[Collected data entries]
=== Begin Enclosure ===
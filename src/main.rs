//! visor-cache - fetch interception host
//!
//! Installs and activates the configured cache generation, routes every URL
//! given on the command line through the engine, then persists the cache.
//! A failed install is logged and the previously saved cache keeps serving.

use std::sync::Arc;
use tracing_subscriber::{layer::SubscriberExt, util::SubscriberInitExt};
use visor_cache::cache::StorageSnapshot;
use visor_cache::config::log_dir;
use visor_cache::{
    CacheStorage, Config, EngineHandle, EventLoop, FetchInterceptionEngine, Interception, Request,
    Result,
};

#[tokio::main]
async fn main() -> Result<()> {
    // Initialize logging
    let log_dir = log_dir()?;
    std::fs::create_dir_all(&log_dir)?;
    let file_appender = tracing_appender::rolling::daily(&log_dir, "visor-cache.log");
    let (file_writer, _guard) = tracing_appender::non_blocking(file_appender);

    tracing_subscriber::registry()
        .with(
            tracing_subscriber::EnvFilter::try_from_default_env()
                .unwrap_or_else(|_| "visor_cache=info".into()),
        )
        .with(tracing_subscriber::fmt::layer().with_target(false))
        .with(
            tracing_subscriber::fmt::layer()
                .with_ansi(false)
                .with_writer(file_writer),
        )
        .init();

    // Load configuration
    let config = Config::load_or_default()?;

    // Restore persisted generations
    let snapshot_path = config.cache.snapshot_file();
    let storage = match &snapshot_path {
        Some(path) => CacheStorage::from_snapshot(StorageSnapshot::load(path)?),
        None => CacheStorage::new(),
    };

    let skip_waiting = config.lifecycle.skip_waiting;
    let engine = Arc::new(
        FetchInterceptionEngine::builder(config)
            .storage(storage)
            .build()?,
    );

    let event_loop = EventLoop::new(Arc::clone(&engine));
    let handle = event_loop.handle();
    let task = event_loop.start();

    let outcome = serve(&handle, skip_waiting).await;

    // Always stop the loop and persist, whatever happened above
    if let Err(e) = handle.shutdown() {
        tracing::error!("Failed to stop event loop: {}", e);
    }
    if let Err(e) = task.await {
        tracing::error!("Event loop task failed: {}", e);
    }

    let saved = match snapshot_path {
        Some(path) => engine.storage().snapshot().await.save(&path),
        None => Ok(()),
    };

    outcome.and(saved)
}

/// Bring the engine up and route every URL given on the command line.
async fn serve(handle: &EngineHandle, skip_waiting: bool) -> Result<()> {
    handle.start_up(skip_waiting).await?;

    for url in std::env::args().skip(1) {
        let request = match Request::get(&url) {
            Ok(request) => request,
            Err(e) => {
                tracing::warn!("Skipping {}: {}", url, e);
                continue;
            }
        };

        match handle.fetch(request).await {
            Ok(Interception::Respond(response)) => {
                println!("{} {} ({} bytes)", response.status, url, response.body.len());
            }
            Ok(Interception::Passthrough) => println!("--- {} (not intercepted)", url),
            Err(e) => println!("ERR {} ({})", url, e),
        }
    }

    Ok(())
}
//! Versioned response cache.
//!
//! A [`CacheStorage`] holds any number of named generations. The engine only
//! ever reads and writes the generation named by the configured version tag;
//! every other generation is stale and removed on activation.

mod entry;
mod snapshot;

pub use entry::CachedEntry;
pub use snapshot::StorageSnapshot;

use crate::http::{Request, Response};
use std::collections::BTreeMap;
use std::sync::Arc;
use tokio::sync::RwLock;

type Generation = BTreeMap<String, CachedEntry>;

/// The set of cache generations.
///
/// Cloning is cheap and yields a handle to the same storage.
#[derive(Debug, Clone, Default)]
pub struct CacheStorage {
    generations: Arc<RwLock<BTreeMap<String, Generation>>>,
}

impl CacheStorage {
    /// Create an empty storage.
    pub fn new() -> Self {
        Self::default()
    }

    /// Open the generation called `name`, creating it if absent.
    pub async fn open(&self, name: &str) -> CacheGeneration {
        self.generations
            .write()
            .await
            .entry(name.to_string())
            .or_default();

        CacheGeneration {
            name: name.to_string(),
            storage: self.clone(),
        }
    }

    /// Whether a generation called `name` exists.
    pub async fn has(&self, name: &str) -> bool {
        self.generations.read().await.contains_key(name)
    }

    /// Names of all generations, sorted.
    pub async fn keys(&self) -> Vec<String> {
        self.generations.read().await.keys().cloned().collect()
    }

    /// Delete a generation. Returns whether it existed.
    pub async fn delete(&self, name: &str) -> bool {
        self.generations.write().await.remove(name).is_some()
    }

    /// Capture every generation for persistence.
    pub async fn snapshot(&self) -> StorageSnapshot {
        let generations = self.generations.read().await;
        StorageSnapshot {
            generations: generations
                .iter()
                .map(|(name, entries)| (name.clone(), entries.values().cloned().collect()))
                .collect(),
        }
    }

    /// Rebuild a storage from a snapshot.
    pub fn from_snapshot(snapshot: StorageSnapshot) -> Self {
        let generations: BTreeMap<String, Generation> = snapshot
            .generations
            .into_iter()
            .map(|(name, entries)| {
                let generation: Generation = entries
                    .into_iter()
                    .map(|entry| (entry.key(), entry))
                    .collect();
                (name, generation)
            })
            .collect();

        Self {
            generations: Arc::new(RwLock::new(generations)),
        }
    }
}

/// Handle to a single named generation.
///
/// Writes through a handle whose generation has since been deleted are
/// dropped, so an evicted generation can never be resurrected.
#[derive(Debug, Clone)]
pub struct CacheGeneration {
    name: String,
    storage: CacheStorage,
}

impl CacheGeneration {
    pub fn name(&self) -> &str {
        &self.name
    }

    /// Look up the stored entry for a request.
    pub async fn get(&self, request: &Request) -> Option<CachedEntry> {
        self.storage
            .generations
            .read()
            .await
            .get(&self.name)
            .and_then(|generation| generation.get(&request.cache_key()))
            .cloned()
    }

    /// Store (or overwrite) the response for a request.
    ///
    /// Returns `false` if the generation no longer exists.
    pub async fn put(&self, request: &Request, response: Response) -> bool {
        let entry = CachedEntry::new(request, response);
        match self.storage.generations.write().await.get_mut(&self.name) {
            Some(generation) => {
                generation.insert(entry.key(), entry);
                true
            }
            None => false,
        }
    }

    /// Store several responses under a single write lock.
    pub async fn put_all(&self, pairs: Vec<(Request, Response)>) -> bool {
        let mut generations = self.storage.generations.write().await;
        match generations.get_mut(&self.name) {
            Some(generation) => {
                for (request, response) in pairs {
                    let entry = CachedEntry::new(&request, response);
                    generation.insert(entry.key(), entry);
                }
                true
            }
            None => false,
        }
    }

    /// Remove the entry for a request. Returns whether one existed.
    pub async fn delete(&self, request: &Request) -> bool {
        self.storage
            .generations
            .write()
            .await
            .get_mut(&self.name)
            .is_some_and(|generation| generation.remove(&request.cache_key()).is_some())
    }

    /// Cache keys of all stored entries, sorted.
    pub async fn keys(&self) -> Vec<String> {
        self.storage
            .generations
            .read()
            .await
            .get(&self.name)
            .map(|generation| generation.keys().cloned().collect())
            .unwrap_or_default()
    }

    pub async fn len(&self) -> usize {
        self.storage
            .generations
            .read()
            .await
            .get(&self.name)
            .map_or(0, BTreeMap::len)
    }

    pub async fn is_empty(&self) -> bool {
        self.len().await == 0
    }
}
=== End Enclosure ===
# WHAT YOU NEED TO DO
Your task is to gather all lines from the entries above that hold the word "false".

# SOLVED EXERCISE
        .with(tracing_subscriber::fmt::layer().with_target(false))
                .with_ansi(false)
    /// Returns `false` if the generation no longer exists.
            None => false,
            None => false,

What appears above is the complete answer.